Instructions to follow> Every line of the data below that holds the string "expression" needs to be reported.

=-=-=

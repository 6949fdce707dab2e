//! Tree-walking evaluator.
//!
//! [`eval`] dispatches on the shape of a value: quoted values and atoms evaluate to
//! themselves, symbols are looked up, and lists are either special forms (`if`,
//! `define`, `defun`, `set!`, `quit`) or procedure applications. Arguments of an
//! application are evaluated left to right before the procedure is applied.
//!
//! A user procedure runs in a fresh call frame parented at the global environment,
//! so it sees globals, its own name and its parameters, and nothing from its caller.

pub mod environment;

use std::fmt;

use tracing::{debug, trace, warn};

pub use environment::Environment;

use crate::Error;
use crate::ast::{Value, ValueKind};
use crate::config::InterpreterConfig;
use crate::natives::{OpKind, find_builtin_op};
use crate::stack::ensure_sufficient_stack;

/// Number of arguments an operation accepts
#[derive(Debug, Clone, Copy, PartialEq, Eq)]
pub enum Arity {
    Exact(usize),
    AtLeast(usize),
    /// Inclusive bounds
    Range(usize, usize),
    Any,
}

impl Arity {
    pub fn validate(self, name: &str, got: usize) -> Result<(), Error> {
        let accepted = match self {
            Arity::Exact(n) => got == n,
            Arity::AtLeast(n) => got >= n,
            Arity::Range(min, max) => (min..=max).contains(&got),
            Arity::Any => true,
        };
        if accepted {
            Ok(())
        } else {
            Err(Error::arity_mismatch(name, self, got))
        }
    }
}

impl fmt::Display for Arity {
    fn fmt(&self, f: &mut fmt::Formatter<'_>) -> fmt::Result {
        match self {
            Arity::Exact(1) => write!(f, "1 argument"),
            Arity::Exact(n) => write!(f, "{n} arguments"),
            Arity::AtLeast(n) => write!(f, "at least {n} argument(s)"),
            Arity::Range(min, max) => write!(f, "{min} to {max} arguments"),
            Arity::Any => write!(f, "any number of arguments"),
        }
    }
}

/// Current nesting level of an evaluation and the level at which it gives up
#[derive(Debug, Clone, Copy, PartialEq, Eq)]
pub struct Depth {
    current: usize,
    max: usize,
}

impl Depth {
    pub fn new(max: usize) -> Self {
        Depth { current: 0, max }
    }

    #[must_use]
    pub fn deeper(self) -> Self {
        Depth {
            current: self.current + 1,
            ..self
        }
    }

    pub fn current(self) -> usize {
        self.current
    }

    fn check(self) -> Result<(), Error> {
        if self.current >= self.max {
            warn!(limit = self.max, "evaluation depth limit reached");
            return Err(Error::RecursionLimitExceeded(self.max));
        }
        Ok(())
    }
}

/// Evaluate an expression in `env`
#[tracing::instrument(level = "debug", skip_all)]
pub fn eval(expr: &Value, env: &Environment) -> Result<Value, Error> {
    eval_with_depth_tracking(expr, env, Depth::new(env.config().max_eval_depth))
}

/// Evaluate an expression, folding any error into an error value
pub fn evaluate(expr: &Value, env: &Environment) -> Value {
    eval(expr, env).unwrap_or_else(Value::error)
}

pub(crate) fn eval_with_depth_tracking(
    expr: &Value,
    env: &Environment,
    depth: Depth,
) -> Result<Value, Error> {
    depth.check()?;
    ensure_sufficient_stack(|| eval_value(expr, env, depth))
}

fn eval_value(expr: &Value, env: &Environment, depth: Depth) -> Result<Value, Error> {
    // Quoting wins over every other rule, lists included
    if expr.is_quoted() {
        return Ok(expr.as_quoted_datum());
    }

    match &expr.kind {
        ValueKind::Number(_)
        | ValueKind::Boolean(_)
        | ValueKind::Error(_)
        | ValueKind::NativeProcedure { .. }
        | ValueKind::UserProcedure { .. } => Ok(expr.clone()),

        ValueKind::Symbol(name) => env.lookup(name),

        ValueKind::List(elements) => eval_list(elements, env, depth),
    }
}

fn eval_list(elements: &[Value], env: &Environment, depth: Depth) -> Result<Value, Error> {
    let [head, arg_exprs @ ..] = elements else {
        return Ok(Value::NIL);
    };

    let Some(name) = head.as_symbol() else {
        return Err(Error::not_a_function(head));
    };

    if !head.is_quoted() {
        if let Some(op) = find_builtin_op(name) {
            if let OpKind::SpecialForm(form) = op.kind {
                op.arity.validate(name, arg_exprs.len())?;
                return form(arg_exprs, env, depth);
            }
        }
    }

    let procedure = eval_with_depth_tracking(head, env, depth.deeper())?;
    if !procedure.is_procedure() {
        return Err(Error::not_a_function(head));
    }

    let args = eval_args(arg_exprs, env, depth)?;
    apply(name, &procedure, &args, env, depth)
}

/// Evaluate arguments left to right, stopping at the first error
fn eval_args(args: &[Value], env: &Environment, depth: Depth) -> Result<Vec<Value>, Error> {
    args.iter()
        .map(|arg| eval_with_depth_tracking(arg, env, depth.deeper()))
        .collect()
}

/// Apply a procedure value to already-evaluated arguments.
///
/// `call_name` is the symbol the procedure was invoked through; a user procedure
/// sees itself bound under that name in its call frame.
fn apply(
    call_name: &str,
    procedure: &Value,
    args: &[Value],
    env: &Environment,
    depth: Depth,
) -> Result<Value, Error> {
    match &procedure.kind {
        ValueKind::NativeProcedure { name, func } => {
            trace!(procedure = %name, args = args.len(), "apply native");
            func(args)
        }
        ValueKind::UserProcedure { params, body } => {
            trace!(
                procedure = call_name,
                args = args.len(),
                depth = depth.current(),
                "apply user procedure"
            );
            let frame = env.call_frame();
            frame.bind(call_name, procedure.clone());
            // Missing arguments leave their parameters unbound; extras are dropped
            for (param, arg) in params.iter().zip(args) {
                frame.bind(param, arg.clone());
            }
            eval_with_depth_tracking(body, &frame, depth.deeper())
        }
        _ => Err(Error::not_a_function(procedure)),
    }
}

fn expect_symbol<'a>(form: &str, value: &'a Value) -> Result<&'a str, Error> {
    value
        .as_symbol()
        .ok_or_else(|| Error::type_mismatch(form, "a symbol", value))
}

/// `(if test consequent alternate)`; only the taken branch is evaluated
pub(crate) fn eval_if(args: &[Value], env: &Environment, depth: Depth) -> Result<Value, Error> {
    let [test, consequent, alternate] = args else {
        return Err(Error::arity_mismatch("if", Arity::Exact(3), args.len()));
    };

    if eval_with_depth_tracking(test, env, depth.deeper())?.is_true() {
        eval_with_depth_tracking(consequent, env, depth.deeper())
    } else {
        eval_with_depth_tracking(alternate, env, depth.deeper())
    }
}

/// `(define name expr)`. Returns the computed value even when the define policy
/// keeps an existing binding.
pub(crate) fn eval_define(
    args: &[Value],
    env: &Environment,
    depth: Depth,
) -> Result<Value, Error> {
    let [target, expr] = args else {
        return Err(Error::arity_mismatch("define", Arity::Exact(2), args.len()));
    };
    let name = expect_symbol("define", target)?;

    let value = eval_with_depth_tracking(expr, env, depth.deeper())?;
    if env.bind(name, value.clone()) {
        debug!(name, %value, "define");
    } else {
        debug!(name, "define kept existing binding");
    }
    Ok(value)
}

/// `(defun name (param...) body)`
pub(crate) fn eval_defun(args: &[Value], env: &Environment, _depth: Depth) -> Result<Value, Error> {
    let [target, param_list, body] = args else {
        return Err(Error::arity_mismatch("defun", Arity::Exact(3), args.len()));
    };
    let name = expect_symbol("defun", target)?;

    let ValueKind::List(param_exprs) = &param_list.kind else {
        return Err(Error::type_mismatch(
            "defun",
            "a parameter list",
            param_list,
        ));
    };
    let params = param_exprs
        .iter()
        .map(|param| expect_symbol("defun", param).map(str::to_owned))
        .collect::<Result<Vec<_>, _>>()?;

    let procedure = Value::user_procedure(params, body.clone());
    if env.bind(name, procedure.clone()) {
        debug!(name, %procedure, "defun");
    } else {
        debug!(name, "defun kept existing binding");
    }
    Ok(procedure)
}

/// `(set! name expr)`; the name must already be bound
pub(crate) fn eval_set(args: &[Value], env: &Environment, depth: Depth) -> Result<Value, Error> {
    let [target, expr] = args else {
        return Err(Error::arity_mismatch("set!", Arity::Exact(2), args.len()));
    };
    let name = expect_symbol("set!", target)?;

    let value = eval_with_depth_tracking(expr, env, depth.deeper())?;
    env.update(name, value.clone())?;
    debug!(name, %value, "set!");
    Ok(value)
}

/// `(quit)` evaluates to the symbol `bye`, which ends a session
pub(crate) fn eval_quit(_args: &[Value], _env: &Environment, _depth: Depth) -> Result<Value, Error> {
    Ok(Value::symbol("bye"))
}

/// Create the global environment, seeded with every native procedure
pub fn create_global_env(config: InterpreterConfig) -> Environment {
    let env = Environment::new(config);
    env.seed_natives();
    env
}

=-=-=

Exercise result>
/// Evaluate an expression in `env`
/// Evaluate an expression, folding any error into an error value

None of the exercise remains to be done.